2. Everything builds on prior knowledge. Review offensive options on attacking the weak side - passes, dribble penetration-pitch, cutting, and screening. 

Passing attack - demands aggressive and proper closeouts.

Dribble penetration/pitch - requires a 'rules-based' approach. Do we help on the driver or stay home to deny the 'Corner 3'? 

Back side cuts - mandates capacity to defend backdoor actions and avoid head-turning/ball watching defense. 

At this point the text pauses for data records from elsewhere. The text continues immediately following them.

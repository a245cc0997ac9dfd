//! Hybrid retrieval for drug recommendation
//!
//! Features:
//! - Lexical BM25 over word tokens and character bigrams
//! - Dense cosine retrieval (in-process scan or Qdrant)
//! - Tantivy lexical backend sharing the same token stream
//! - Weighted score fusion with per-channel degradation
//! - Optional reranking with pass-through on failure
//! - Immutable corpus snapshots swapped atomically on rebuild

pub mod embeddings;
pub mod fusion;
pub mod knowledge_loader;
pub mod ollama_embeddings;
pub mod reranker;
pub mod snapshot;
pub mod sparse_search;
pub mod tantivy_index;
pub mod tokenizer;
pub mod vector_store;

pub use embeddings::{HashEmbedder, OpenAIEmbedder, OpenAIEmbeddingConfig};
pub use fusion::{ChannelReport, ChannelStatus, FusionConfig, FusionOutcome, HybridFusionEngine};
pub use knowledge_loader::KnowledgeLoader;
pub use ollama_embeddings::{OllamaEmbedder, OllamaEmbeddingConfig};
pub use reranker::{
    rerank_text, CohereReranker, CohereRerankerConfig, LexicalOverlapReranker, RerankConfig,
    RerankOutcome, RerankStage, RerankStatus,
};
pub use snapshot::{CorpusSnapshot, IndexBackend, IndexBuilder, KnowledgeBase};
pub use sparse_search::{Bm25Index, Bm25Params, LexicalIndex, SparseHit};
pub use tantivy_index::TantivyLexicalIndex;
pub use tokenizer::{QueryExpander, Tokenizer};
pub use vector_store::{
    cosine_similarity, DenseHit, DenseIndex, InMemoryDenseIndex, QdrantDenseIndex,
    VectorStoreConfig,
};

use thiserror::Error;

/// RAG errors
#[derive(Error, Debug)]
pub enum RagError {
    #[error("Embedding error: {0}")]
    Embedding(String),

    #[error("Vector store error: {0}")]
    VectorStore(String),

    #[error("Search error: {0}")]
    Search(String),

    #[error("Reranker error: {0}")]
    Reranker(String),

    #[error("Index error: {0}")]
    Index(String),

    #[error("Connection error: {0}")]
    Connection(String),

    #[error("Vector dimension mismatch: expected {expected}, got {actual}")]
    DimensionMismatch { expected: usize, actual: usize },

    #[error("Configuration error: {0}")]
    Configuration(String),

    #[error("Load error: {0}")]
    Load(String),
}

impl From<RagError> for medirag_core::Error {
    fn from(err: RagError) -> Self {
        use medirag_core::Error;

        match err {
            RagError::DimensionMismatch { .. } | RagError::Configuration(_) => {
                Error::Configuration(err.to_string())
            },
            RagError::Embedding(msg) => Error::provider("embedding", msg),
            RagError::Reranker(msg) => Error::provider("reranker", msg),
            RagError::Connection(msg) => Error::provider("connection", msg),
            RagError::VectorStore(_)
            | RagError::Search(_)
            | RagError::Index(_)
            | RagError::Load(_) => Error::Index(err.to_string()),
        }
    }
}

#[cfg(test)]
mod tests {
    use super::*;

    #[test]
    fn test_error_conversion() {
        let err: medirag_core::Error = RagError::DimensionMismatch {
            expected: 1536,
            actual: 768,
        }
        .into();
        assert!(matches!(err, medirag_core::Error::Configuration(_)));

        let err: medirag_core::Error = RagError::Embedding("401".into()).into();
        assert!(err.is_recoverable());
    }
}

Screens - as the positionless basketball era grows, switching also does. Note how offenses like the Celtics design plays to create switches for better mismatches. 

3) The helpside (here x4 and x2) loads to the ball and creates 3 on 5 offense (Ernie Woods 101). This demands they see the ball, deny cuts to the ball, and be capable of reacting to skip passes with closeouts under control. 

4) Choose your poison. Defensive coaches take away what offenses do best...and understand the angles that offensive players prefer. This extends the concept from the recent "Open Court" discussion...the "great" players DRAW 2. 

x2A affords the best help against the drive of 1. 
x2B (one foot in the lane) balances help middle versus skip passes.
x2C has worse vision (see both) and can expose back cuts from 2, but eliminates the immediate pass to 2. 

5) Advanced concepts...triangle protection. Here's the link to images from a Lawrence Frank lecture on defensive triangles. This exceeds the 'need to know' for young players and is shared for further consideration of the possibilities. 

Thursday, June 29, 2017

Two Celtics Late Game SLOBs

Brad Stevens finished 4th in NBA Coach of the Year balloting this year and his end-of-game and ATO actions are part of that. After his first NBA season, Stevens looked at over a 1000 late game scenarios and improved what the Celtics ran. We can learn from his principles. 

John Leonzo provides video of actions to get quality looks. Mr. Leonzo shares quality information on his Youtube channel. 

They like "hyperspace" by starting players in the backcourt. They run screen-the-screener action and get Isaiah Thomas the ball with momentum. 

Thomas can drive, dish, or Euro-pass to the trailer. 

The second action capitalizes on NBA "switch everything" late defensive principles. 

They get mismatches with "swings" (e.g. 3-4 combo players) or can get Isaiah Thomas against a big. 

Wednesday, June 28, 2017

Thoughts from John Wooden

Coach John Wooden stands as a model for maturity, sobriety, compassion, and dignity. He spoke with equal pride about players who became businessmen, lawyers, or doctors as those who became professional ballplayers. 

His book Wooden: A Lifetime of Observations and Reflections On and Off the Court with Steve Jamison belongs in every professional's library. He shares so much wisdom. Like other coaches, he provides WHY along with WHAT and HOW. 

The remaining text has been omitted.